Exercise directions:
Repeat exactly the lines from the first line of the records through the line containing "investors by category", and nothing more.

Stored data:
● ● ● ● ●

//! Configuration for the investor assistant

use crate::error::{InvestorError, Result};
use agent_utils::{env_or, env_var};
use std::path::PathBuf;
use std::time::Duration;
use url::Url;

/// Listing page with the top investors by category
pub const DEFAULT_LISTING_URL: &str = "https://www.moneycontrol.com/india-investors-portfolio/";

/// Origin that relative investor URLs are resolved against
pub const DEFAULT_SITE_ORIGIN: &str = "https://www.moneycontrol.com";

/// Portfolio API base
pub const DEFAULT_PORTFOLIO_API_BASE: &str =
    "https://api.moneycontrol.com/mcapi/v1/portfolio/big-shark";

/// Brave web search endpoint
pub const DEFAULT_SEARCH_API_URL: &str = "https://api.search.brave.com/res/v1/web/search";

/// Desktop browser user agent sent to the portfolio site and API
pub const BROWSER_USER_AGENT: &str = "Mozilla/5.0 (Macintosh; Intel Mac OS X 10_15_7) AppleWebKit/537.36 (KHTML, like Gecko) Chrome/131.0.0.0 Safari/537.36";

/// Configuration for directory building and the chat agent
#[derive(Debug, Clone)]
pub struct InvestorConfig {
    /// Investor listing page
    pub listing_url: String,

    /// Origin for relative investor URLs
    pub site_origin: String,

    /// Portfolio API base URL
    pub portfolio_api_base: String,

    /// Web search endpoint
    pub search_api_url: String,

    /// `Auth-Token` for the portfolio API (`MONEY_CONTROL_TOKEN`)
    pub money_control_token: Option<String>,

    /// Brave search key (`BRAVE_API_KEY`); searches return a placeholder without it
    pub brave_api_key: Option<String>,

    /// Where the built directory is written and read (`INVESTORS_FILE`)
    pub investors_file: PathBuf,

    /// Directory holding the cache database
    pub cache_dir: PathBuf,

    /// How long a built directory stays in the cache
    pub cache_ttl: Duration,

    /// Timeout for page and API requests
    pub request_timeout: Duration,

    /// Profile page fetches allowed per minute during enrichment
    pub enrich_rate_per_minute: u32,

    /// Model or Azure deployment name (`AZURE_DEPLOYMENT`)
    pub model: String,

    /// Sampling temperature for chat turns
    pub chat_temperature: f32,

    /// Sampling temperature for directory extraction
    pub extraction_temperature: f32,
}

impl Default for InvestorConfig {
    fn default() -> Self {
        Self {
            listing_url: DEFAULT_LISTING_URL.to_string(),
            site_origin: DEFAULT_SITE_ORIGIN.to_string(),
            portfolio_api_base: DEFAULT_PORTFOLIO_API_BASE.to_string(),
            search_api_url: DEFAULT_SEARCH_API_URL.to_string(),
            money_control_token: None,
            brave_api_key: None,
            investors_file: PathBuf::from("data/investors.json"),
            cache_dir: std::env::temp_dir().join("structured_data_cache"),
            cache_ttl: Duration::from_secs(30 * 60),
            request_timeout: Duration::from_secs(30),
            enrich_rate_per_minute: 120,
            model: "gpt-4o".to_string(),
            chat_temperature: 0.3,
            extraction_temperature: 0.2,
        }
    }
}

impl InvestorConfig {
    /// Create a new configuration builder
    pub fn builder() -> InvestorConfigBuilder {
        InvestorConfigBuilder::default()
    }

    /// Defaults overridden by environment variables
    ///
    /// Reads `MONEY_CONTROL_TOKEN`, `BRAVE_API_KEY`, `INVESTORS_FILE` and
    /// `AZURE_DEPLOYMENT`. Call [`agent_utils::load_dotenv`] first to pick up
    /// a `.env` file.
    pub fn from_env() -> Result<Self> {
        let defaults = Self::default();
        let config = Self {
            money_control_token: env_var("MONEY_CONTROL_TOKEN"),
            brave_api_key: env_var("BRAVE_API_KEY"),
            investors_file: env_var("INVESTORS_FILE")
                .map_or(defaults.investors_file.clone(), PathBuf::from),
            model: env_or("AZURE_DEPLOYMENT", &defaults.model),
            ..defaults
        };

        config.validate()?;
        Ok(config)
    }

    /// Validate the configuration
    pub fn validate(&self) -> Result<()> {
        for (name, value) in [
            ("listing_url", &self.listing_url),
            ("site_origin", &self.site_origin),
            ("portfolio_api_base", &self.portfolio_api_base),
            ("search_api_url", &self.search_api_url),
        ] {
            Url::parse(value)
                .map_err(|e| InvestorError::Config(format!("{name} '{value}' is not a URL: {e}")))?;
        }

        if self.enrich_rate_per_minute == 0 {
            return Err(InvestorError::Config(
                "enrich_rate_per_minute must be greater than 0".to_string(),
            ));
        }

        if self.request_timeout.is_zero() {
            return Err(InvestorError::Config(
                "request_timeout must be greater than 0".to_string(),
            ));
        }

        if self.model.trim().is_empty() {
            return Err(InvestorError::Config("model must not be empty".to_string()));
        }

        Ok(())
    }

    /// Path of the cache database
    pub fn cache_path(&self) -> PathBuf {
        self.cache_dir.join("cache.sqlite3")
    }
}

/// Builder for InvestorConfig
#[derive(Debug, Default)]
pub struct InvestorConfigBuilder {
    listing_url: Option<String>,
    site_origin: Option<String>,
    portfolio_api_base: Option<String>,
    search_api_url: Option<String>,
    money_control_token: Option<String>,
    brave_api_key: Option<String>,
    investors_file: Option<PathBuf>,
    cache_dir: Option<PathBuf>,
    cache_ttl: Option<Duration>,
    request_timeout: Option<Duration>,
    enrich_rate_per_minute: Option<u32>,
    model: Option<String>,
}

impl InvestorConfigBuilder {
    /// Set the listing page URL
    pub fn listing_url(mut self, url: impl Into<String>) -> Self {
        self.listing_url = Some(url.into());
        self
    }

    /// Set the origin for relative investor URLs
    pub fn site_origin(mut self, origin: impl Into<String>) -> Self {
        self.site_origin = Some(origin.into());
        self
    }

    /// Set the portfolio API base URL
    pub fn portfolio_api_base(mut self, url: impl Into<String>) -> Self {
        self.portfolio_api_base = Some(url.into());
        self
    }

    /// Set the web search endpoint
    pub fn search_api_url(mut self, url: impl Into<String>) -> Self {
        self.search_api_url = Some(url.into());
        self
    }

    /// Set the portfolio API token
    pub fn money_control_token(mut self, token: impl Into<String>) -> Self {
        self.money_control_token = Some(token.into());
        self
    }

    /// Set the Brave search key
    pub fn brave_api_key(mut self, key: impl Into<String>) -> Self {
        self.brave_api_key = Some(key.into());
        self
    }

    /// Set the directory file path
    pub fn investors_file(mut self, path: impl Into<PathBuf>) -> Self {
        self.investors_file = Some(path.into());
        self
    }

    /// Set the cache directory
    pub fn cache_dir(mut self, dir: impl Into<PathBuf>) -> Self {
        self.cache_dir = Some(dir.into());
        self
    }

    /// Set the cache TTL
    pub fn cache_ttl(mut self, ttl: Duration) -> Self {
        self.cache_ttl = Some(ttl);
        self
    }

    /// Set the request timeout
    pub fn request_timeout(mut self, timeout: Duration) -> Self {
        self.request_timeout = Some(timeout);
        self
    }

    /// Set the profile fetch rate
    pub fn enrich_rate_per_minute(mut self, rate: u32) -> Self {
        self.enrich_rate_per_minute = Some(rate);
        self
    }

    /// Set the model or deployment name
    pub fn model(mut self, model: impl Into<String>) -> Self {
        self.model = Some(model.into());
        self
    }

    /// Build the configuration
    pub fn build(self) -> Result<InvestorConfig> {
        let defaults = InvestorConfig::default();

        let config = InvestorConfig {
            listing_url: self.listing_url.unwrap_or(defaults.listing_url),
            site_origin: self.site_origin.unwrap_or(defaults.site_origin),
            portfolio_api_base: self.portfolio_api_base.unwrap_or(defaults.portfolio_api_base),
            search_api_url: self.search_api_url.unwrap_or(defaults.search_api_url),
            money_control_token: self.money_control_token,
            brave_api_key: self.brave_api_key,
            investors_file: self.investors_file.unwrap_or(defaults.investors_file),
            cache_dir: self.cache_dir.unwrap_or(defaults.cache_dir),
            cache_ttl: self.cache_ttl.unwrap_or(defaults.cache_ttl),
            request_timeout: self.request_timeout.unwrap_or(defaults.request_timeout),
            enrich_rate_per_minute: self
                .enrich_rate_per_minute
                .unwrap_or(defaults.enrich_rate_per_minute),
            model: self.model.unwrap_or(defaults.model),
            ..defaults
        };

        config.validate()?;
        Ok(config)
    }
}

● ● ● ● ●

Solution below:
//! Configuration for the investor assistant

use crate::error::{InvestorError, Result};
use agent_utils::{env_or, env_var};
use std::path::PathBuf;
use std::time::Duration;
use url::Url;

/// Listing page with the top investors by category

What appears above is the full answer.